The Law of thermodynamics prohibits petroleum formation at low pressure and temperature. Petroleum is stable within earth's mantle at depths around 150-200 km. At low pressure levels (for instance sedimentary basins) may occur bacterial contamination that leave their fingerprints in oil. It's impossible to form petroleum from biogenic detritus.
Microbial life has been discovered 4.2 kilometers deep in Alaska and 5.2 kilometers deep in Sweden. Proponents of abiogenic petroleum origin contend that deep microbial life is responsible for the biomarkers (see below) that are generally cited as evidence of biogenic origin. A community of Archaea bacteria is thriving deep in the subsurface source of a hot spring in Idaho. Geothermal hydrogen, not organic carbon, is the primary energy source for this methanogen-dominated microbial community. This is the first documented case of a microbial community completely dominated by Archaea.
The presence of biomarkers in the extremely rare examples of Proterozoic oils and within oils found in Mesozoic and younger crystalline reservoirs, could be explained as coming from deep-dwelling bacteria.
The abiogenic theory of oil sees the role of deep microbes as providing these biomarkers as contaminants of abiogenic petroleum accumulations, not as products of plant and plankton detritus which have been converted to petroleum via orthodox biogenic processes.
The case for shallow bacterial life creating petroleum is apparent from circumstantial evidence at "tar seeps" in sandstone outcrops where live oil is encountered down-dip (e.g. Midway-Sunset field, San Joaquin Valley, California). Bacteria are considered to have "degraded" higher gravity oil to bitumens.
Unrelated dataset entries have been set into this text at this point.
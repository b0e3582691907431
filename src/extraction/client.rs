//! HTTP client for the hosted multimodal model.

use reqwest::blocking::Client;
use serde_json::{Value, json};

use super::parse::parse_rows;
use super::prompt::build_prompt;
use super::{EncodedImage, ExtractionError, Extractor};
use crate::league::{ExtractedRow, RaceNumber};
use crate::pipeline::config::AppConfig;

/// Body fragments the service uses when it is overloaded or throttling.
const TRANSIENT_MARKERS: [&str; 5] = [
    "overloaded",
    "unavailable",
    "resource_exhausted",
    "rate limit",
    "try again later",
];

/// Header carrying the API key; the key never appears in the request URL.
const API_KEY_HEADER: &str = "x-goog-api-key";

/// Extractor backed by the Gemini `generateContent` endpoint.
pub struct GeminiExtractor {
    client: Client,
    base_url: String,
    model: String,
    api_key: Option<String>,
}

impl GeminiExtractor {
    pub fn from_config(config: &AppConfig) -> anyhow::Result<Self> {
        let client = Client::builder()
            .timeout(config.request_timeout())
            .build()?;

        let api_key = config.api_key();
        if api_key.is_none() {
            crate::log(&format!(
                "Warning: {} is not set; extraction requests will fail",
                config.api_key_env
            ));
        }

        Ok(Self {
            client,
            base_url: config.api_base_url.trim_end_matches('/').to_string(),
            model: config.model.clone(),
            api_key,
        })
    }

    fn endpoint(&self) -> String {
        format!("{}/models/{}:generateContent", self.base_url, self.model)
    }
}

impl Extractor for GeminiExtractor {
    fn extract(
        &self,
        image: &EncodedImage,
        race: RaceNumber,
        hints: &[String],
    ) -> Result<Vec<ExtractedRow>, ExtractionError> {
        let api_key = self
            .api_key
            .as_deref()
            .ok_or_else(|| ExtractionError::Fatal("no API key configured".to_string()))?;

        let body = request_body(image, &build_prompt(race, hints));

        let response = self
            .client
            .post(self.endpoint())
            .header(API_KEY_HEADER, api_key)
            .json(&body)
            .send()
            .map_err(transport_failure)?;

        let status = response.status().as_u16();
        let text = response
            .text()
            .map_err(|e| {
                ExtractionError::Transient(format!("failed to read response: {}", e.without_url()))
            })?;

        if !(200..300).contains(&status) {
            return Err(classify_failure(status, &text));
        }

        let reply = response_text(&text)?;
        parse_rows(&reply)
    }
}

fn request_body(image: &EncodedImage, prompt: &str) -> Value {
    json!({
        "contents": [{
            "parts": [
                { "text": prompt },
                { "inline_data": { "mime_type": image.mime_type, "data": image.data } }
            ]
        }],
        "generationConfig": {
            "temperature": 0.0,
            "response_mime_type": "application/json"
        }
    })
}

/// Maps a request that never got a response onto the retry taxonomy. The URL
/// is stripped so messages stay safe to log and persist.
fn transport_failure(e: reqwest::Error) -> ExtractionError {
    let retryable = e.is_timeout() || e.is_connect();
    let message = e.without_url().to_string();
    if retryable {
        ExtractionError::Transient(message)
    } else {
        ExtractionError::Fatal(message)
    }
}

/// Maps a non-success HTTP response onto the retry taxonomy.
pub fn classify_failure(status: u16, body: &str) -> ExtractionError {
    let lowered = body.to_lowercase();
    let message = format!("HTTP {}: {}", status, summarize(body));

    if matches!(status, 429 | 500 | 502 | 503 | 504)
        || TRANSIENT_MARKERS.iter().any(|marker| lowered.contains(marker))
    {
        ExtractionError::Transient(message)
    } else {
        ExtractionError::Fatal(message)
    }
}

/// Pulls the model's text reply out of a `generateContent` response.
pub fn response_text(body: &str) -> Result<String, ExtractionError> {
    let value: Value = serde_json::from_str(body)
        .map_err(|e| ExtractionError::Fatal(format!("unreadable service response: {}", e)))?;

    if let Some(reason) = value.pointer("/promptFeedback/blockReason").and_then(Value::as_str) {
        return Err(ExtractionError::Fatal(format!("request blocked: {}", reason)));
    }

    let parts = value
        .pointer("/candidates/0/content/parts")
        .and_then(Value::as_array)
        .ok_or_else(|| ExtractionError::Fatal("response has no candidates".to_string()))?;

    let text: String = parts
        .iter()
        .filter_map(|part| part.get("text").and_then(Value::as_str))
        .collect();

    if text.trim().is_empty() {
        return Err(ExtractionError::Fatal("model returned an empty reply".to_string()));
    }
    Ok(text)
}

/// Error message from a JSON error body, or the first part of the raw body.
fn summarize(body: &str) -> String {
    serde_json::from_str::<Value>(body)
        .ok()
        .and_then(|v| v.pointer("/error/message").and_then(Value::as_str).map(str::to_string))
        .unwrap_or_else(|| body.chars().take(200).collect())
}
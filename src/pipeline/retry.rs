//! Bounded retry policy for extraction calls.

use std::time::Duration;

use super::config::AppConfig;
use crate::extraction::ExtractionError;

#[derive(Clone, Copy, Debug, PartialEq)]
pub struct RetryPolicy {
    /// Total attempts per image, first try included
    pub max_attempts: u32,
    /// Delay before the first retry; doubles for each later one
    pub base_delay: Duration,
}

impl Default for RetryPolicy {
    fn default() -> Self {
        Self {
            max_attempts: 3,
            base_delay: Duration::from_secs(2),
        }
    }
}

impl RetryPolicy {
    pub fn from_config(config: &AppConfig) -> Self {
        Self {
            max_attempts: config.max_attempts.max(1),
            base_delay: config.backoff_base(),
        }
    }

    /// Whether a job that has made `attempts_made` attempts and just failed
    /// with `error` gets another one.
    pub fn should_retry(&self, attempts_made: u32, error: &ExtractionError) -> bool {
        error.is_retryable() && attempts_made < self.max_attempts
    }

    /// Pause before the next attempt, given how many have been made.
    /// 1 → base, 2 → 2×base, 3 → 4×base, …
    pub fn backoff(&self, attempts_made: u32) -> Duration {
        let exponent = attempts_made.saturating_sub(1).min(16);
        self.base_delay.saturating_mul(1u32 << exponent)
    }
}
//! Export entry points used by the GUI.
//!
//! Every export lands in the given directory with a `%Y%m%d_%H%M%S` suffix.

use anyhow::{Context, Result};
use chrono::{DateTime, Local};
use serde::Serialize;
use std::fs::{self, File};
use std::io::Write;
use std::path::{Path, PathBuf};

use super::charts::generate_league_table;
use super::config::ChartConfig;
use super::csv_writer::{has_detail_rows, write_detail_csv, write_summary_csv};
use crate::league::standings::{TeamStanding, team_standings};
use crate::league::{LeagueSession, Ledger};

/// File name `<stem>_<YYYYmmdd_HHMMSS>.<ext>`.
pub fn timestamped_name(stem: &str, ext: &str, at: DateTime<Local>) -> String {
    format!("{}_{}.{}", stem, at.format("%Y%m%d_%H%M%S"), ext)
}

fn target(dir: &Path, stem: &str, ext: &str) -> Result<PathBuf> {
    fs::create_dir_all(dir)
        .with_context(|| format!("Failed to create export directory: {}", dir.display()))?;
    Ok(dir.join(timestamped_name(stem, ext, Local::now())))
}

/// Summary CSV. `None` when the ledger is empty and nothing was written.
pub fn export_summary_csv(session: &LeagueSession, dir: &Path) -> Result<Option<PathBuf>> {
    if session.ledger().is_empty() {
        crate::log("Summary export skipped: no players yet");
        return Ok(None);
    }
    let path = target(dir, "league_summary", "csv")?;
    write_summary_csv(session.ledger(), &path)?;
    crate::log(&format!("Summary CSV written to {}", path.display()));
    Ok(Some(path))
}

/// Detail CSV. `None` when no race has a valid row and nothing was written.
pub fn export_detail_csv(session: &LeagueSession, dir: &Path) -> Result<Option<PathBuf>> {
    if !has_detail_rows(session) {
        crate::log("Detail export skipped: no race rows yet");
        return Ok(None);
    }
    let path = target(dir, "league_detail", "csv")?;
    let rows = write_detail_csv(session, &path)?;
    crate::log(&format!("Detail CSV written to {} ({} rows)", path.display(), rows));
    Ok(Some(path))
}

pub fn export_table_png(session: &LeagueSession, dir: &Path, config: &ChartConfig) -> Result<PathBuf> {
    let path = target(dir, "league_table", "png")?;
    generate_league_table(session, &path, config)?;
    Ok(path)
}

/// Serialized form of the JSON snapshot.
#[derive(Debug, Serialize)]
pub struct LeagueSnapshot<'a> {
    pub title: &'a str,
    pub exported_at: DateTime<Local>,
    pub teams: [TeamStanding; 2],
    pub ledger: &'a Ledger,
}

impl<'a> LeagueSnapshot<'a> {
    pub fn of(session: &'a LeagueSession) -> Self {
        Self {
            title: &session.title,
            exported_at: Local::now(),
            teams: team_standings(session.ledger(), session.teams(), session.shocks()),
            ledger: session.ledger(),
        }
    }
}

/// Writes the snapshot pretty-printed.
pub fn export_to_json(session: &LeagueSession, output_path: &Path) -> Result<()> {
    let json = serde_json::to_string_pretty(&LeagueSnapshot::of(session))
        .context("Failed to serialize league to JSON")?;

    let mut file = File::create(output_path)
        .with_context(|| format!("Failed to create JSON file: {}", output_path.display()))?;

    file.write_all(json.as_bytes())
        .context("Failed to write JSON data")?;

    Ok(())
}

pub fn export_json(session: &LeagueSession, dir: &Path) -> Result<PathBuf> {
    let path = target(dir, "league", "json")?;
    export_to_json(session, &path)?;
    crate::log(&format!("JSON snapshot written to {}", path.display()));
    Ok(path)
}
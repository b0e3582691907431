//! Scoreboard extraction through a multimodal language model.
//!
//! The model is an external collaborator: image plus hints in, raw player rows
//! out. This module provides:
//! - the `Extractor` trait the pipeline talks to
//! - image preparation (decode, downscale, base64)
//! - prompt construction and response parsing
//! - the HTTP client for the hosted model

pub mod client;
pub mod parse;
pub mod preprocess;
pub mod prompt;

pub use client::GeminiExtractor;
pub use preprocess::{EncodedImage, prepare_image};

use std::path::Path;
use thiserror::Error;

use crate::league::{ExtractedRow, RaceNumber};

/// Failure signal from the extraction collaborator.
#[derive(Debug, Clone, Error, PartialEq)]
pub enum ExtractionError {
    /// Overload or rate limiting; worth retrying after a pause
    #[error("service temporarily unavailable: {0}")]
    Transient(String),
    /// Anything else; surfaced immediately
    #[error("extraction failed: {0}")]
    Fatal(String),
}

impl ExtractionError {
    pub fn is_retryable(&self) -> bool {
        matches!(self, ExtractionError::Transient(_))
    }
}

/// Reads player rows off one scoreboard image.
pub trait Extractor: Send {
    fn extract(
        &self,
        image: &EncodedImage,
        race: RaceNumber,
        hints: &[String],
    ) -> Result<Vec<ExtractedRow>, ExtractionError>;
}

/// High-level function: image file → extracted rows.
///
/// Image decoding problems are fatal; the extractor decides the rest.
pub fn extract_race(
    extractor: &dyn Extractor,
    image_path: &Path,
    race: RaceNumber,
    hints: &[String],
    max_dimension: u32,
) -> Result<Vec<ExtractedRow>, ExtractionError> {
    let image = prepare_image(image_path, max_dimension)
        .map_err(|e| ExtractionError::Fatal(format!("{:#}", e)))?;

    crate::log(&format!(
        "Extracting race {} from {} ({}x{}, {} hints)",
        race,
        image_path.display(),
        image.width,
        image.height,
        hints.len()
    ));

    let rows = extractor.extract(&image, race, hints)?;

    crate::log(&format!(
        "Race {}: extracted {} rows ({} without a name)",
        race,
        rows.len(),
        rows.iter().filter(|row| !row.is_valid()).count()
    ));

    Ok(rows)
}

#[cfg(test)]
mod tests {
    use super::*;
    use image::{ImageBuffer, Rgba};
    use tempfile::tempdir;

    struct EchoExtractor;

    impl Extractor for EchoExtractor {
        fn extract(
            &self,
            image: &EncodedImage,
            race: RaceNumber,
            hints: &[String],
        ) -> Result<Vec<ExtractedRow>, ExtractionError> {
            Ok(vec![ExtractedRow::new(
                &hints.join("+"),
                image.mime_type,
                image.width,
                &race.to_string(),
            )])
        }
    }

    #[test]
    fn test_retryable_only_for_transient() {
        assert!(ExtractionError::Transient("503".into()).is_retryable());
        assert!(!ExtractionError::Fatal("401".into()).is_retryable());
    }

    #[test]
    fn test_extract_race_passes_image_and_hints() {
        let dir = tempdir().unwrap();
        let path = dir.path().join("board.png");
        ImageBuffer::from_pixel(40, 20, Rgba([10u8, 20, 30, 255]))
            .save(&path)
            .unwrap();

        let hints = vec!["Alice".to_string(), "Bob".to_string()];
        let rows = extract_race(&EchoExtractor, &path, RaceNumber::LAST, &hints, 1600).unwrap();

        assert_eq!(rows[0].player, "Alice+Bob");
        assert_eq!(rows[0].team, "image/png");
        assert_eq!(rows[0].score, 40);
        assert_eq!(rows[0].rank, "12");
    }

    #[test]
    fn test_unreadable_image_is_fatal() {
        let dir = tempdir().unwrap();
        let path = dir.path().join("broken.png");
        std::fs::write(&path, b"not an image").unwrap();

        let err = extract_race(&EchoExtractor, &path, RaceNumber::FIRST, &[], 1600).unwrap_err();
        assert!(!err.is_retryable());
    }
}
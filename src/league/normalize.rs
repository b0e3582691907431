//! Player name canonicalization for fuzzy comparison.

use regex::Regex;
use std::sync::OnceLock;
use unicode_normalization::UnicodeNormalization;
use unicode_normalization::char::is_combining_mark;

/// A leading clan tag: two or three alphanumerics followed by separator
/// punctuation, e.g. "ds-", "vr | ", "jp.".
const TEAM_PREFIX_PATTERN: &str = r"^[\p{Alphabetic}\p{Nd}]{2,3}\s*[-_|.:/\\・]+\s*";

fn team_prefix_regex() -> &'static Regex {
    static PREFIX: OnceLock<Regex> = OnceLock::new();
    PREFIX.get_or_init(|| Regex::new(TEAM_PREFIX_PATTERN).expect("valid team prefix pattern"))
}

/// Canonicalizes a raw player name for comparison.
///
/// Steps, in order: strip diacritics, lowercase, drop one leading team tag,
/// drop every non-alphanumeric character, trim. Pure and total.
pub fn normalize(raw: &str) -> String {
    let folded: String = raw
        .nfd()
        .filter(|c| !is_combining_mark(*c))
        .collect::<String>()
        .to_lowercase();

    // Only strip the tag when a name remains after it
    let without_prefix = match team_prefix_regex().find(&folded) {
        Some(m) if folded[m.end()..].chars().any(char::is_alphanumeric) => &folded[m.end()..],
        _ => folded.as_str(),
    };

    without_prefix
        .chars()
        .filter(|c| c.is_alphanumeric())
        .collect::<String>()
        .trim()
        .to_string()
}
Extrapolation of bacterial degradation to still higher gravity oils and finally to methane leads to the suggestion that all petroleum up to tar and most of the carbon in coal are derivatives of methane, which is progressively stripped of its hydrogen by bacteria and archaea.
Conclusion
Currently there is little direct research on abiogenic petroleum or experimental studies into the synthesis of abiogenic methane. However, several research areas, mostly related to astrobiology and the deep microbial biosphere and serpentinite reactions, continue to provide insight into the contribution of abiogenic hydrocarbons into petroleum accumulations.
Similarly, research into the deep microbial hypothesis of hydrocarbon generation is advancing as part of the attempt to investigate the concept of panspermia and astrobiology, specifically using deep microbial life as an analog for life on Mars.
Let's hope that these researches gives some clear picture about the formation of the fuel, hence we all can decide upon using cars or carts in the future - till then happy travelling.